After the argon fraction is extracted from the upper tower, it enters the crude argon tower for oxygen and argon separation using distillation method. Generally, the components of coarse argon extracted from the top of the coarse argon tower are: argon greater than 98%, nitrogen less than 0.5%, and oxygen less than 1.5%. Introduce crude argon with a purity greater than 98% into the molecular sieve adsorber. Two adsorbers are set for each group, with one adsorber containing 5A molecular sieve to adsorb nitrogen from coarse argon gas; Another adsorber is equipped with 4A molecular sieve to adsorb oxygen from crude argon gas.

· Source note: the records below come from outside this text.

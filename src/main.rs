//! Chemostat Lab - Entry point
//!
//! Interactive continuous-bioreactor simulator.
//!
//! CLI Usage:
//!   cargo run                                # Run interactive simulation
//!   cargo run -- --headless                  # Run a report without a window
//!   cargo run -- --headless -n 10000         # Custom tick count
//!   cargo run -- --config my_params.json     # Alternate parameter file

use std::path::PathBuf;
use std::sync::Arc;
use std::time::Instant;

use anyhow::Result;
use chemostat_lab::{
    config::{ChemostatConfig, DEFAULT_CONFIG_PATH},
    controls::PointerEvent,
    kinetics::{self, CultureStatus},
    render::RenderState,
    simulation::SimulationController,
    state::SimulationMetrics,
};
use glam::Vec2;
use winit::{
    event::{ElementState, Event, KeyEvent, MouseButton, WindowEvent},
    event_loop::{ControlFlow, EventLoop},
    keyboard::{KeyCode, PhysicalKey},
    window::WindowBuilder,
};

/// Smoothing factor for the displayed frame rate
const FPS_SMOOTHING: f32 = 0.1;

/// Command line options
struct CliArgs {
    config_path: PathBuf,
    headless: bool,
    ticks: u64,
}

/// Run a fixed number of ticks without a window and report against the
/// analytic steady state
fn run_headless(config: &ChemostatConfig, ticks: u64) -> Result<()> {
    println!("=== Chemostat Lab - Headless Run ===\n");

    let mut controller = SimulationController::new(config)?;
    controller.start();

    let params = *controller.params();
    println!(
        "μmax = {:.3} 1/h, Ks = {:.2} g/L, Yxs = {:.2}, D = {:.3} 1/h, Sf = {:.1} g/L",
        params.max_growth_rate_per_h(),
        params.half_saturation_g_per_L(),
        params.yield_coefficient(),
        params.dilution_rate_per_h(),
        params.feed_substrate_g_per_L()
    );
    println!("Time step: {} h", controller.dt_h());
    println!("\n--- Running {} ticks ---\n", ticks);

    let start_time = Instant::now();
    for tick in 0..ticks {
        controller.tick();

        // Report progress every 10%
        if ticks >= 10 && tick % (ticks / 10) == 0 {
            let progress = (tick as f64 / ticks as f64) * 100.0;
            let state = controller.state();
            println!(
                "  {:3.0}%: t={:.2} h, X={:.4} g/L, S={:.4} g/L",
                progress,
                controller.time_h(),
                state.biomass_g_per_L,
                state.substrate_g_per_L
            );
        }
    }
    let elapsed = start_time.elapsed();

    let metrics = SimulationMetrics::collect(&controller, 0.0);
    let predicted = metrics.steady_state;

    println!("\n=== Results ===");
    println!("Elapsed time: {:.2?}", elapsed);
    println!("Ticks per second: {:.0}", ticks as f64 / elapsed.as_secs_f64().max(1e-9));
    println!("Simulated time: {:.2} h", metrics.simulation_time_h);
    println!("History samples: {}", metrics.history_len);
    println!();
    println!(
        "Final:     X = {:.4} g/L, S = {:.4} g/L",
        metrics.biomass_g_per_L, metrics.substrate_g_per_L
    );
    println!(
        "Predicted: X* = {:.4} g/L, S* = {:.4} g/L",
        predicted.biomass_g_per_L, predicted.substrate_g_per_L
    );
    println!("μ(S) = {:.4} 1/h, washout D = {:.4} 1/h", metrics.growth_rate_per_h, metrics.washout_rate_per_h);

    println!("\n=== Diagnostic Checks ===");
    if predicted.washout {
        println!("⚠️  D exceeds the washout rate: the culture cannot persist");
    }
    match metrics.status {
        CultureStatus::SteadyState => println!("✓ Culture reached the predicted steady state"),
        CultureStatus::Washout => println!("✓ Culture washed out"),
        CultureStatus::Transient => {
            println!("⚠️  Culture still transient");
            println!("   Try more ticks (e.g. -n 10000)");
        }
    }

    let dt = controller.dt_h();
    let limit = kinetics::washout_dilution_rate(&params);
    if params.dilution_rate_per_h() * dt > 0.5 || limit * dt > 0.5 {
        println!("⚠️  Time step is coarse relative to the rates; Euler may be inaccurate");
    } else {
        println!("✓ Time step small relative to the rates");
    }

    Ok(())
}

/// Parse CLI arguments
fn parse_args() -> CliArgs {
    let args: Vec<String> = std::env::args().collect();
    let mut cli = CliArgs {
        config_path: PathBuf::from(DEFAULT_CONFIG_PATH),
        headless: false,
        ticks: 2000,
    };

    let mut i = 1;
    while i < args.len() {
        match args[i].as_str() {
            "--headless" => cli.headless = true,
            "-n" | "--ticks" => {
                i += 1;
                if i < args.len() {
                    cli.ticks = args[i].parse().unwrap_or(2000);
                }
            }
            "-c" | "--config" => {
                i += 1;
                if i < args.len() {
                    cli.config_path = PathBuf::from(&args[i]);
                }
            }
            "--help" | "-h" => {
                println!("Chemostat Lab");
                println!();
                println!("Usage: chemostat-lab [OPTIONS]");
                println!();
                println!("Options:");
                println!("  -c, --config PATH  Parameter file (default: {})", DEFAULT_CONFIG_PATH);
                println!("  --headless         Run without a window and print a report");
                println!("  -n, --ticks N      Ticks for the headless run (default: 2000)");
                println!("  --help, -h         Show this help");
                std::process::exit(0);
            }
            other => log::warn!("Ignoring unknown argument {:?}", other),
        }
        i += 1;
    }

    cli
}

fn main() -> Result<()> {
    env_logger::init();

    let cli = parse_args();
    let config = ChemostatConfig::load_or_default(&cli.config_path);

    if cli.headless {
        return run_headless(&config, cli.ticks);
    }

    log::info!("Chemostat Lab starting...");

    let mut controller = SimulationController::new(&config)?;
    log::info!(
        "Controller ready: dt = {} h, {} controls",
        controller.dt_h(),
        controller.controls().sliders().len()
    );

    // Create window and event loop
    let event_loop = EventLoop::new()?;
    let window = Arc::new(
        WindowBuilder::new()
            .with_title("Chemostat Lab - Continuous Bioreactor")
            .with_inner_size(winit::dpi::LogicalSize::new(1100, 600))
            .build(&event_loop)?,
    );

    let mut render_state = pollster::block_on(RenderState::new(window.clone()))?;

    // Input state
    let mut cursor = Vec2::ZERO;
    let mut mouse_pressed = false;
    let mut last_frame = Instant::now();
    let mut fps = 0.0f32;

    log::info!("Controls:");
    log::info!("  Mouse drag: Adjust sliders");
    log::info!("  Space: Start");
    log::info!("  R: Reset");
    log::info!("  H: Toggle help");
    log::info!("  I: Toggle culture panel");
    log::info!("  Tab: Toggle HUD");
    log::info!("  Escape: Exit");

    event_loop.run(move |event, elwt| {
        elwt.set_control_flow(ControlFlow::Poll);

        match event {
            Event::WindowEvent { event, .. } => {
                let hud_consumed = render_state.handle_event(&event);

                match event {
                    WindowEvent::CloseRequested => {
                        elwt.exit();
                    }
                    WindowEvent::KeyboardInput {
                        event:
                            KeyEvent {
                                physical_key: PhysicalKey::Code(key_code),
                                state: ElementState::Pressed,
                                repeat: false,
                                ..
                            },
                        ..
                    } if !render_state.hud.wants_keyboard_input() => match key_code {
                        KeyCode::Escape => elwt.exit(),
                        KeyCode::Space => controller.start(),
                        KeyCode::KeyR => {
                            controller.reset();
                            log::info!("Simulation reset");
                        }
                        KeyCode::KeyH => render_state.hud.toggle_help(),
                        KeyCode::KeyI => render_state.hud.toggle_info(),
                        KeyCode::Tab => render_state.hud.toggle_hud(),
                        _ => {}
                    },
                    WindowEvent::CursorMoved { position, .. } => {
                        // Controls live in logical points
                        let logical = position.to_logical::<f32>(window.scale_factor());
                        cursor = Vec2::new(logical.x, logical.y);
                        if mouse_pressed {
                            controller.handle_pointer(PointerEvent::Dragged(cursor));
                        }
                    }
                    WindowEvent::MouseInput {
                        state,
                        button: MouseButton::Left,
                        ..
                    } => match state {
                        ElementState::Pressed if !hud_consumed => {
                            mouse_pressed = true;
                            if let Some(action) = controller.handle_pointer(PointerEvent::Pressed(cursor)) {
                                log::info!("Button pressed: {:?}", action);
                            }
                        }
                        ElementState::Pressed => {}
                        ElementState::Released => {
                            mouse_pressed = false;
                            controller.handle_pointer(PointerEvent::Released(cursor));
                        }
                    },
                    WindowEvent::Resized(new_size) => {
                        render_state.resize(new_size);
                    }
                    WindowEvent::RedrawRequested => {
                        let now = Instant::now();
                        let frame_time = (now - last_frame).as_secs_f32();
                        last_frame = now;
                        if frame_time > 0.0 {
                            fps = fps * (1.0 - FPS_SMOOTHING) + FPS_SMOOTHING / frame_time;
                        }

                        controller.tick();

                        let metrics = SimulationMetrics::collect(&controller, fps);
                        match render_state.render(&controller, &metrics) {
                            Ok(_) => {}
                            Err(wgpu::SurfaceError::Lost) => render_state.resize(render_state.size),
                            Err(wgpu::SurfaceError::OutOfMemory) => elwt.exit(),
                            Err(e) => log::error!("Render error: {:?}", e),
                        }
                    }
                    _ => {}
                }
            }
            Event::AboutToWait => {
                window.request_redraw();
            }
            _ => {}
        }
    })?;

    Ok(())
}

In order to desorb the adsorbent, two sets of adsorbers need to be set up and switched for use. The adsorber operates at a temperature of 90K. The coarse argon gas first enters the 5A molecular sieve adsorber for nitrogen removal, and then enters the 4A molecular sieve adsorber for oxygen removal. The process is shown in Figure 18. The gas from a group of molecular sieve adsorbers can have an argon purity of 99.99%, which is pure argon.
The advantages of adsorption method for argon are simple process flow, convenient operation, and low cost. However, the purity of argon can only reach 99.99%. Due to the limitation of the selective adsorption capacity of molecular sieves, a purity of 99.999% cannot be obtained. A's high-purity argon gas. Another disadvantage is that the working temperature of the adsorber is 90K, and the regeneration temperature is 423K, making the design of the adsorption structure more difficult.
When the adsorber is working, the bed layer must be cooled, often using a jacket or liquid oxygen cooling inside the tube. It is very difficult to achieve a uniform cooling temperature for larger diameter adsorbers required for large-scale argon production equipment. Due to the above two drawbacks, the application of adsorption method for pure argon is limited. At present, the adsorption method for argon in China has a capacity of no more than 10m3/h and is only used on argon production equipment matched with 150m3/h air separation equipment. It has not yet been applied to large-scale argon production equipment.